START Data

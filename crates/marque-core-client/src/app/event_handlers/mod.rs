// marque-core-client/marque-core-client
//
// Copyright: 2025, Marque Maintainers
// License: Mozilla Public License v2.0 (MPL v2.0)

use anyhow::Result;
use async_trait::async_trait;

pub use bookmarks_event_handler::BookmarksEventHandler;
pub use event_handler_queue::StoreEventHandlerQueue;
pub use store_event::StoreEvent;
pub use tab_sync_event_handler::TabSyncEventHandler;

use crate::ClientEvent;

mod bookmarks_event_handler;
mod event_handler_queue;
mod store_event;
mod tab_sync_event_handler;

/// `StoreEventHandler` is a trait representing a handler for events arriving
/// from the remote store's live feed or the cross-tab channel.
///
/// Implementors should provide a `handle_event` method, which takes a
/// `StoreEvent` and returns an `Option<StoreEvent>`. If the handler returns
/// `None`, the event has been consumed and no further processing should be
/// done. If it returns `Some(event)`, the event is not consumed and should be
/// passed to the next handler.
#[async_trait]
pub trait StoreEventHandler: Send + Sync {
    fn name(&self) -> &'static str;
    async fn handle_event(&self, event: StoreEvent) -> Result<Option<StoreEvent>>;
}

#[cfg_attr(feature = "test", mockall::automock)]
pub trait ClientEventDispatcherTrait: Send + Sync {
    fn dispatch_event(&self, event: ClientEvent);
}
// marque-core-client/marque-core-client
//
// Copyright: 2025, Marque Maintainers
// License: Mozilla Public License v2.0 (MPL v2.0)

#[derive(Debug, Clone, PartialEq)]
pub enum ClientEvent {
    /// The sign-in session was established or torn down.
    SessionStatusChanged { event: SessionEvent },

    /// The bookmark snapshot was replaced.
    BookmarksChanged,

    /// One of the pending-operation flags (loading, creating, deleting)
    /// changed.
    SyncStateChanged,
}

#[derive(Debug, Clone, PartialEq)]
pub enum SessionEvent {
    Connect,
    Disconnect,
}
use std::net::SocketAddr;
use std::time::Duration;

use axum::Router;
use dotenvy::dotenv;
use tower_http::cors::CorsLayer;
use tracing::info;

use common::utils::logging::init_logging_default;
use service::assets::{AssetStore, UrlResolver};
use service::store::backend::Store;
use service::seed;

use crate::routes;
use crate::state::AppState;

fn init_logging() {
    init_logging_default();
}

fn build_cors() -> CorsLayer {
    CorsLayer::very_permissive()
}

/// Public entry: load configuration, pick the storage backend, seed sample
/// data and run the HTTP server.
pub async fn run() -> anyhow::Result<()> {
    dotenv().ok();
    init_logging();

    let config = configs::AppConfig::load_and_validate()?;

    let assets = AssetStore::open(&config.assets.root).await?;
    let resolver = UrlResolver::new(&config.assets.root, config.assets.public_base_url.clone());

    let probe_timeout = Duration::from_secs(config.database.probe_timeout_secs);
    let store = Store::initialize(&config.database, probe_timeout).await;
    info!(mode = store.mode().as_str(), "storage backend selected");

    seed::run(&store).await?;

    let state = AppState::new(store, assets, resolver);
    let app: Router = routes::build_router(state, build_cors());

    let addr: SocketAddr = format!("{}:{}", config.server.host, config.server.port).parse()?;
    info!(%addr, "starting homemeals server");
    let listener = tokio::net::TcpListener::bind(addr).await?;
    axum::serve(listener, app).await?;
    Ok(())
}
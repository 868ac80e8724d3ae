pub mod dish;
pub mod errors;
pub mod form;
pub mod user;

pub use dish::{Dish, DishDraft};
pub use user::{CookProfile, RegisterInput, User, UserRole};
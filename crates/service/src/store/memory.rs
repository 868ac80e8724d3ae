//! In-process fallback store.
//!
//! One RwLock over all collections: mutating operations take the write lock,
//! reads share the read lock and never observe a partially-applied mutation.
//! Nothing survives process exit.

use std::collections::HashMap;

use async_trait::async_trait;
use serde_json::{json, Value};
use tokio::sync::RwLock;
use uuid::Uuid;

use super::{DocumentStore, Filter};
use crate::errors::ServiceError;

#[derive(Default)]
pub struct MemoryStore {
    collections: RwLock<HashMap<String, Vec<Value>>>,
}

impl MemoryStore {
    pub fn new() -> Self {
        Self::default()
    }

    fn assign_id(doc: &mut Value) -> Result<(), ServiceError> {
        let obj = doc
            .as_object_mut()
            .ok_or_else(|| ServiceError::Validation("document must be a JSON object".into()))?;
        if !obj.get("id").map(Value::is_string).unwrap_or(false) {
            obj.insert("id".into(), json!(Uuid::new_v4().simple().to_string()));
        }
        Ok(())
    }
}

#[async_trait]
impl DocumentStore for MemoryStore {
    async fn find_all(&self, collection: &str, filter: &Filter) -> Result<Vec<Value>, ServiceError> {
        let collections = self.collections.read().await;
        Ok(collections
            .get(collection)
            .map(|docs| docs.iter().filter(|d| filter.matches(d)).cloned().collect())
            .unwrap_or_default())
    }

    async fn find_one(
        &self,
        collection: &str,
        filter: &Filter,
    ) -> Result<Option<Value>, ServiceError> {
        let collections = self.collections.read().await;
        Ok(collections
            .get(collection)
            .and_then(|docs| docs.iter().find(|d| filter.matches(d)).cloned()))
    }

    async fn insert(&self, collection: &str, mut doc: Value) -> Result<Value, ServiceError> {
        Self::assign_id(&mut doc)?;
        let mut collections = self.collections.write().await;
        collections.entry(collection.to_string()).or_default().push(doc.clone());
        Ok(doc)
    }

    async fn count(&self, collection: &str, filter: &Filter) -> Result<u64, ServiceError> {
        let collections = self.collections.read().await;
        Ok(collections
            .get(collection)
            .map(|docs| docs.iter().filter(|d| filter.matches(d)).count() as u64)
            .unwrap_or(0))
    }

    async fn delete_many(&self, collection: &str, filter: &Filter) -> Result<u64, ServiceError> {
        let mut collections = self.collections.write().await;
        let Some(docs) = collections.get_mut(collection) else {
            return Ok(0);
        };
        let before = docs.len();
        docs.retain(|d| !filter.matches(d));
        Ok((before - docs.len()) as u64)
    }

    async fn insert_many(&self, collection: &str, docs: Vec<Value>) -> Result<(), ServiceError> {
        let mut prepared = Vec::with_capacity(docs.len());
        for mut doc in docs {
            Self::assign_id(&mut doc)?;
            prepared.push(doc);
        }
        // Single write-lock hold so readers see all of the batch or none.
        let mut collections = self.collections.write().await;
        collections.entry(collection.to_string()).or_default().extend(prepared);
        Ok(())
    }
}

#[cfg(test)]
mod tests {
    use std::collections::HashSet;
    use std::sync::Arc;

    use super::*;

    #[tokio::test]
    async fn insert_assigns_random_string_ids() {
        let store = MemoryStore::new();
        let a = store.insert("users", json!({"email": "a@x.com"})).await.unwrap();
        let b = store.insert("users", json!({"email": "b@x.com"})).await.unwrap();
        let id_a = a["id"].as_str().unwrap();
        let id_b = b["id"].as_str().unwrap();
        assert!(!id_a.is_empty());
        assert_ne!(id_a, id_b);
    }

    #[tokio::test]
    async fn insert_preserves_explicit_id() {
        let store = MemoryStore::new();
        let doc = store.insert("dishes", json!({"id": "7", "name": "Vada"})).await.unwrap();
        assert_eq!(doc["id"], "7");
    }

    #[tokio::test]
    async fn insert_rejects_non_object_documents() {
        let store = MemoryStore::new();
        assert!(store.insert("users", json!("not an object")).await.is_err());
    }

    #[tokio::test]
    async fn find_all_preserves_insertion_order() {
        let store = MemoryStore::new();
        for n in 0..5 {
            store.insert("dishes", json!({"n": n, "kind": "x"})).await.unwrap();
        }
        let docs = store.find_all("dishes", &Filter::new()).await.unwrap();
        let order: Vec<i64> = docs.iter().map(|d| d["n"].as_i64().unwrap()).collect();
        assert_eq!(order, vec![0, 1, 2, 3, 4]);
    }

    #[tokio::test]
    async fn filter_narrows_find_count_and_delete() {
        let store = MemoryStore::new();
        store.insert("users", json!({"type": "cook", "email": "a@x.com"})).await.unwrap();
        store.insert("users", json!({"type": "customer", "email": "b@x.com"})).await.unwrap();
        store.insert("users", json!({"type": "cook", "email": "c@x.com"})).await.unwrap();

        let cooks = Filter::new().eq("type", "cook");
        assert_eq!(store.count("users", &cooks).await.unwrap(), 2);
        let found = store.find_one("users", &cooks).await.unwrap().unwrap();
        assert_eq!(found["email"], "a@x.com");

        assert_eq!(store.delete_many("users", &cooks).await.unwrap(), 2);
        assert_eq!(store.count("users", &Filter::new()).await.unwrap(), 1);
    }

    #[tokio::test]
    async fn missing_collection_reads_as_empty() {
        let store = MemoryStore::new();
        assert!(store.find_all("orders", &Filter::new()).await.unwrap().is_empty());
        assert_eq!(store.count("orders", &Filter::new()).await.unwrap(), 0);
        assert_eq!(store.delete_many("orders", &Filter::new()).await.unwrap(), 0);
    }

    #[tokio::test(flavor = "multi_thread", worker_threads = 8)]
    async fn concurrent_inserts_lose_no_updates() {
        const WORKERS: usize = 8;
        const PER_WORKER: usize = 50;

        let store = Arc::new(MemoryStore::new());
        let mut handles = Vec::new();
        for w in 0..WORKERS {
            let store = Arc::clone(&store);
            handles.push(tokio::spawn(async move {
                for n in 0..PER_WORKER {
                    store
                        .insert("users", json!({"email": format!("u{w}-{n}@x.com")}))
                        .await
                        .unwrap();
                }
            }));
        }
        for handle in handles {
            handle.await.unwrap();
        }

        let docs = store.find_all("users", &Filter::new()).await.unwrap();
        assert_eq!(docs.len(), WORKERS * PER_WORKER);
        let ids: HashSet<String> =
            docs.iter().map(|d| d["id"].as_str().unwrap().to_string()).collect();
        assert_eq!(ids.len(), WORKERS * PER_WORKER);
    }
}
use std::io;
use tracing_subscriber::{fmt, EnvFilter};

/// Initialize tracing subscriber with sensible defaults and stdout writer.
/// - Respects `RUST_LOG` if set
/// - Falls back to `info,tower_http=info,axum=info`
/// - Writes to stdout to improve visibility in environments that hide stderr
pub fn init_logging_default() {
    let env_filter = EnvFilter::try_from_default_env()
        .unwrap_or_else(|_| EnvFilter::new("info,tower_http=info,axum=info"));
    let _ = fmt()
        .with_env_filter(env_filter)
        .with_target(false)
        .compact()
        .with_writer(|| io::stdout())
        .try_init();
}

END Data

Exercise —
Return a copy of each line of the material that holds the word "returns".

Answer area —
/// `StoreEvent` and returns an `Option<StoreEvent>`. If the handler returns
/// done. If it returns `Some(event)`, the event is not consumed and should be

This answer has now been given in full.